The next sentence will discuss what the memo will discuss. This memo discusses the risk of criminal liability for those who work at Long or Short Capital. Nothing gives me any reason to suspect that our staff are involved in criminal activity, but the Government’s recent waiver of certain optional social conventions and niceties (i.e. “the law”) means those who work at this firm may be subject to just about any treatment, except for waterboarding in Gitmo (waterboarding via rendition to Saudi Arabia remains above board).
The Government has discarded our traditional notions of due process and fair play and replaced them with a shower of golden benefits from a much older, yet somehow much more progressive rule, Force Majeure.
Force Majeure, from the french La Force Majeure is a legal term of art meaning “because we say so.” In the past, it described the principle that some forces of nature (such as wars, hurricanes, and leaders of unparalleled charisma and photogenic qualities) cannot be resisted, and all normal legal obligations and rights are therefore waived in its face. The doctrine was used as a defense against some poor sucker trying to enforce a contract. The new meaning, however, encompasses the power to re-write contracts. As the eminent commentators on Force Majeure Thomas Jefferson and Mao Tse Tung observed, “power comes from the barrel of a gun.”

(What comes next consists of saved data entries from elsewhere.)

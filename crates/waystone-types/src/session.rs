//! Session and slot identity, and the aggregate session state.
//!
//! [`SessionInfo`] and [`SlotInfo`] are populated from low-frequency
//! protocol milestones (room established, slot established) and updated
//! per-field: a later partial update never erases fields the payload did
//! not carry. [`SessionState`] is the full canonical state the state store
//! owns for the lifetime of the process.

use std::collections::BTreeSet;

use serde::{Deserialize, Serialize};

use crate::datastore::DataStore;
use crate::events::{RoomUpdate, SlotUpdate};
use crate::items::ItemRecord;

/// Sentinel for numeric slot identity fields that are not yet known.
const UNKNOWN_ID: i64 = -1;

/// Room-level session metadata (seed, versions, hint economy).
///
/// Set when the session-established event fires; fields may be updated
/// again if the event recurs (e.g. reconnect), but are otherwise immutable
/// between events.
#[derive(Debug, Clone, Default, PartialEq, Eq, Serialize, Deserialize)]
pub struct SessionInfo {
    /// Human-readable room name. The upstream service may never supply
    /// this; readers tolerate an empty string.
    pub room_name: String,
    /// Seed identifier for the generated multiworld.
    pub seed: String,
    /// Server protocol version string.
    pub server_version: String,
    /// Generator version string.
    pub generator_version: String,
    /// Current hint-point balance for the slot.
    pub hint_points: i64,
    /// Hint cost as a percentage of total locations.
    pub hint_cost_percent: i64,
    /// Hint cost in points. Never derived locally; 0 until supplied.
    pub hint_cost_points: i64,
}

impl SessionInfo {
    /// Apply a partial room update, assigning only the fields present.
    pub fn apply(&mut self, update: &RoomUpdate) {
        if let Some(room_name) = &update.room_name {
            self.room_name.clone_from(room_name);
        }
        if let Some(seed) = &update.seed {
            self.seed.clone_from(seed);
        }
        if let Some(server_version) = &update.server_version {
            self.server_version.clone_from(server_version);
        }
        if let Some(generator_version) = &update.generator_version {
            self.generator_version.clone_from(generator_version);
        }
        if let Some(hint_points) = update.hint_points {
            self.hint_points = hint_points;
        }
        if let Some(hint_cost_percent) = update.hint_cost_percent {
            self.hint_cost_percent = hint_cost_percent;
        }
        if let Some(hint_cost_points) = update.hint_cost_points {
            self.hint_cost_points = hint_cost_points;
        }
    }
}

/// Identity of this client's slot within the session.
///
/// Numeric fields hold `-1` until the slot-established event supplies
/// them. Same per-field update discipline as [`SessionInfo`].
#[derive(Debug, Clone, PartialEq, Eq, Serialize, Deserialize)]
pub struct SlotInfo {
    /// Display name of the slot/player.
    pub slot_name: String,
    /// Game identifier the slot is playing.
    pub game: String,
    /// Numeric slot id (-1 until known).
    pub slot_id: i64,
    /// Numeric team id (-1 until known).
    pub team_id: i64,
    /// Player number within the session (-1 until known).
    pub player_number: i64,
    /// Team number within the session (-1 until known).
    pub team_number: i64,
}

impl Default for SlotInfo {
    fn default() -> Self {
        Self {
            slot_name: String::new(),
            game: String::new(),
            slot_id: UNKNOWN_ID,
            team_id: UNKNOWN_ID,
            player_number: UNKNOWN_ID,
            team_number: UNKNOWN_ID,
        }
    }
}

impl SlotInfo {
    /// Apply a partial slot update, assigning only the fields present.
    ///
    /// The raw settings payload, when carried, is merged by the state
    /// store into the data store; it is not part of the slot identity.
    pub fn apply(&mut self, update: &SlotUpdate) {
        if let Some(slot_name) = &update.slot_name {
            self.slot_name.clone_from(slot_name);
        }
        if let Some(game) = &update.game {
            self.game.clone_from(game);
        }
        if let Some(slot_id) = update.slot_id {
            self.slot_id = slot_id;
        }
        if let Some(team_id) = update.team_id {
            self.team_id = team_id;
        }
        if let Some(player_number) = update.player_number {
            self.player_number = player_number;
        }
        if let Some(team_number) = update.team_number {
            self.team_number = team_number;
        }
    }
}

/// The full canonical state aggregated from protocol events.
///
/// Created with zero/empty defaults at process start and progressively
/// populated as protocol milestones occur. The state store is the only
/// mutator; snapshots are whole-value clones taken inside its critical
/// section.
#[derive(Debug, Clone, Default, PartialEq, Eq, Serialize, Deserialize)]
pub struct SessionState {
    /// Room-level session metadata.
    pub session: SessionInfo,
    /// This client's slot identity.
    pub slot: SlotInfo,
    /// Monotonically non-shrinking set of checked location ids.
    pub checked_locations: BTreeSet<i64>,
    /// Append-only log of received items, in arrival order.
    pub items: Vec<ItemRecord>,
    /// Namespaced catalog / slot-settings / retrieved blob.
    pub data: DataStore,
}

Although some may disagree with Force Majeure as a guiding principle for the regulation of life and business generally, surely it is cause for celebration that the tiresome old Hegelian dialectic (Editor’s note: don’t worry if you don’t know what this means, not even lawyers do) has matured and reached its terminus. There’s no more back and forth and no more evolution of belief systems. Instead, the dialectic is looking down the barrel of an AK-47, trying not to crap its Frankfurt School underpants in its Nietzschean Lederhosen, and is being told to “shut the [bleep] up and eat your [bleep]ing vegetables, if you know what’s good for you.”
Recent examples of the exercise of Force Majeure abound. Just the other morning, a law was passed (aka “a press conference talking point”) outlawing the Federal bankruptcy code. Hedge fund managers dissented, noting that when seniority of debt was outlawed, only outlaws would hold senior debt, to which the White House Press Secretary replied, “that’s *so* true.” In another instance, somebody slipped a handful of Roofies into Chrysler’s drink at the Detroit Auto Show, after which it was forced to have sex in a very uncomfortable place (the back of a Pontiac) by some guys from the local Consolidated Union and their swarthy Italian buddy, Fiat, who settled for Daimler’s sloppy seconds.
You’ll do fine once you get used to the new rules. Things aren’t as bad as you think, we should revel in the fact that we have such an effective government under such a charismatic leader, President Ben Bernanke and his amiable bearded smugness. The idea of the Government rewriting your contracts in an ex parte and ex post facto manner seems unprecedented, but I’m sure you’ll adapt to that once you’re used to dealing with a Government that, as Judge Dredd would put it, is Judge Jury and Executor.
Now will you send up somebody to get the severed horse’s head out of my office? The process server brought this thing in attached to an summons cordially inviting you to testify before Senate Banking, and it is beginning to stink. He mentioned something about excessive management compensation and embezzlement, also creative accounting, but I’m not an lawyer accountant. It was difficult to hear him over the whir of my money counting machine.